Après lecture de la demande à l’audience, la parole a été accordée à son avocat, Me Libickson Michel Mwanza, qui en a assuré la défense.
L’avocat a affirmé que le commissaire supérieur souffre de problèmes de santé, notamment au niveau des yeux, qu’il attribue en partie à ses conditions de détention.
La défense a également écarté le risque de fuite. Me Mwanza a fait valoir que l’identité, la résidence et les responsabilités professionnelles de son client sont connues des autorités. Il a notamment rappelé qu’Israël Nsanga Wa Nsanga demeure un responsable au sein de la Police nationale congolaise.
Pour la défense, rien ne justifie donc son maintien en détention, d’autant plus que le prévenu pourrait continuer à comparaître devant la juridiction pour répondre aux accusations portées contre lui.
Le ministère public, représenté par le colonel Alpha Limbaya, s’est toutefois opposé à cette demande. Il a mis en avant la gravité des faits reprochés au prévenu et le risque que sa remise en liberté puisse favoriser sa fuite.
Le ministère public a également relevé l’absence, dans le dossier, d’une pièce médicale établissant formellement l’état de santé invoqué par la défense.
Selon lui, si le prévenu nécessite des soins, sa prise en charge relève de l’administration pénitentiaire.
Au terme des échanges, la Cour militaire a pris la requête en délibéré.

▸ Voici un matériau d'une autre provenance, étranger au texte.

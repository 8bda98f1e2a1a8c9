//! Error types for the Sieve research pipeline.
//!
//! Uses `thiserror` for public API error types with structured error variants
//! covering completion calls, relevance scoring, document sources, and
//! configuration.

use std::path::PathBuf;

/// Top-level error type for the Sieve core library.
#[derive(Debug, thiserror::Error)]
pub enum SieveError {
    #[error("LLM error: {0}")]
    Llm(#[from] LlmError),

    #[error("Scoring error: {0}")]
    Score(#[from] ScoreError),

    #[error("Source error: {0}")]
    Source(#[from] SourceError),

    #[error("Configuration error: {0}")]
    Config(#[from] ConfigError),

    #[error("Worker task failed: {message}")]
    Worker { message: String },

    #[error("IO error: {0}")]
    Io(#[from] std::io::Error),

    #[error("Serialization error: {0}")]
    Serialization(#[from] serde_json::Error),
}

/// Errors from text completion calls.
#[derive(Debug, Clone, thiserror::Error)]
pub enum LlmError {
    #[error("API request failed: {message}")]
    ApiRequest { message: String },

    #[error("Context length exceeded: {message}")]
    ContextOverflow { message: String },

    #[error("Rate limited by provider, retry after {retry_after_secs}s")]
    RateLimited { retry_after_secs: u64 },

    #[error("Request timed out after {timeout_secs}s")]
    Timeout { timeout_secs: u64 },

    #[error("Provider connection failed: {message}")]
    Connection { message: String },

    #[error("Streaming error: {message}")]
    Streaming { message: String },

    #[error("Unknown model profile: {name}")]
    UnknownProfile { name: String },

    #[error("Tokenizer unavailable for model {model}: {message}")]
    Tokenizer { model: String, message: String },

    #[error("Completion failed after {attempts} attempts: {last}")]
    RetriesExhausted { attempts: usize, last: Box<LlmError> },
}

impl LlmError {
    /// Whether this error reports that the conversation no longer fits the
    /// model's context window.
    pub fn is_context_overflow(&self) -> bool {
        match self {
            LlmError::ContextOverflow { .. } => true,
            LlmError::ApiRequest { message } => {
                let lower = message.to_lowercase();
                lower.contains("maximum context length") || lower.contains("context_length_exceeded")
            }
            _ => false,
        }
    }
}

/// Errors from the relevance judge.
#[derive(Debug, thiserror::Error)]
pub enum ScoreError {
    #[error("Judge response contained no integer score: {response:?}")]
    NoInteger { response: String },

    #[error("Judge score {score} is not a whole number: {response:?}")]
    NotInteger { score: String, response: String },

    #[error("Judge score {score} is outside the 0-4 range")]
    OutOfRange { score: i64 },

    #[error("Judge completion failed: {0}")]
    Completion(#[from] LlmError),
}

/// Errors from document sources.
#[derive(Debug, thiserror::Error)]
pub enum SourceError {
    #[error("Search on '{source_name}' failed: {message}")]
    SearchFailed { source_name: String, message: String },

    #[error("Source '{source_name}' failed on all {attempts} attempts: {last}")]
    Exhausted {
        source_name: String,
        attempts: usize,
        last: String,
    },
}

/// Errors from the configuration system.
#[derive(Debug, thiserror::Error)]
pub enum ConfigError {
    #[error("Configuration file not found: {path}")]
    FileNotFound { path: PathBuf },

    #[error("Invalid configuration: {message}")]
    Invalid { message: String },

    #[error("Configuration parse error: {message}")]
    ParseError { message: String },
}

/// A type alias for results using the top-level `SieveError`.
pub type Result<T> = std::result::Result<T, SieveError>;

#[cfg(test)]
mod tests {
    use super::*;

    #[test]
    fn test_error_display_llm() {
        let err = SieveError::Llm(LlmError::ApiRequest {
            message: "connection refused".into(),
        });
        assert_eq!(
            err.to_string(),
            "LLM error: API request failed: connection refused"
        );
    }

    #[test]
    fn test_error_display_score() {
        let err = SieveError::Score(ScoreError::OutOfRange { score: 7 });
        assert_eq!(
            err.to_string(),
            "Scoring error: Judge score 7 is outside the 0-4 range"
        );
    }

    #[test]
    fn test_error_display_source() {
        let err = SieveError::Source(SourceError::Exhausted {
            source_name: "web".into(),
            attempts: 5,
            last: "timeout".into(),
        });
        assert_eq!(
            err.to_string(),
            "Source error: Source 'web' failed on all 5 attempts: timeout"
        );
    }

    #[test]
    fn test_error_from_io() {
        let io_err = std::io::Error::new(std::io::ErrorKind::NotFound, "file not found");
        let err: SieveError = io_err.into();
        assert!(matches!(err, SieveError::Io(_)));
    }

    #[test]
    fn test_retries_exhausted_display() {
        let err = LlmError::RetriesExhausted {
            attempts: 7,
            last: Box::new(LlmError::Timeout { timeout_secs: 30 }),
        };
        assert_eq!(
            err.to_string(),
            "Completion failed after 7 attempts: Request timed out after 30s"
        );
    }

    #[test]
    fn test_context_overflow_detection() {
        assert!(
            LlmError::ContextOverflow {
                message: "too long".into()
            }
            .is_context_overflow()
        );
        assert!(
            LlmError::ApiRequest {
                message: "This model's maximum context length is 16385 tokens".into()
            }
            .is_context_overflow()
        );
        assert!(
            !LlmError::Connection {
                message: "reset".into()
            }
            .is_context_overflow()
        );
    }
}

Son arrêt avant dire droit est attendu jeudi prochain.
Israël Nsanga Wa Nsanga est poursuivi notamment pour violation de consigne et disparition de munitions de guerre.
Il est également poursuivi en participation criminelle avec Kabeya Kibambi Freddy, Fazila Muhindo Gergs et Ekutshu Bokokanya, qui sont poursuivis pour incitation des militaires et apologie du terrorisme.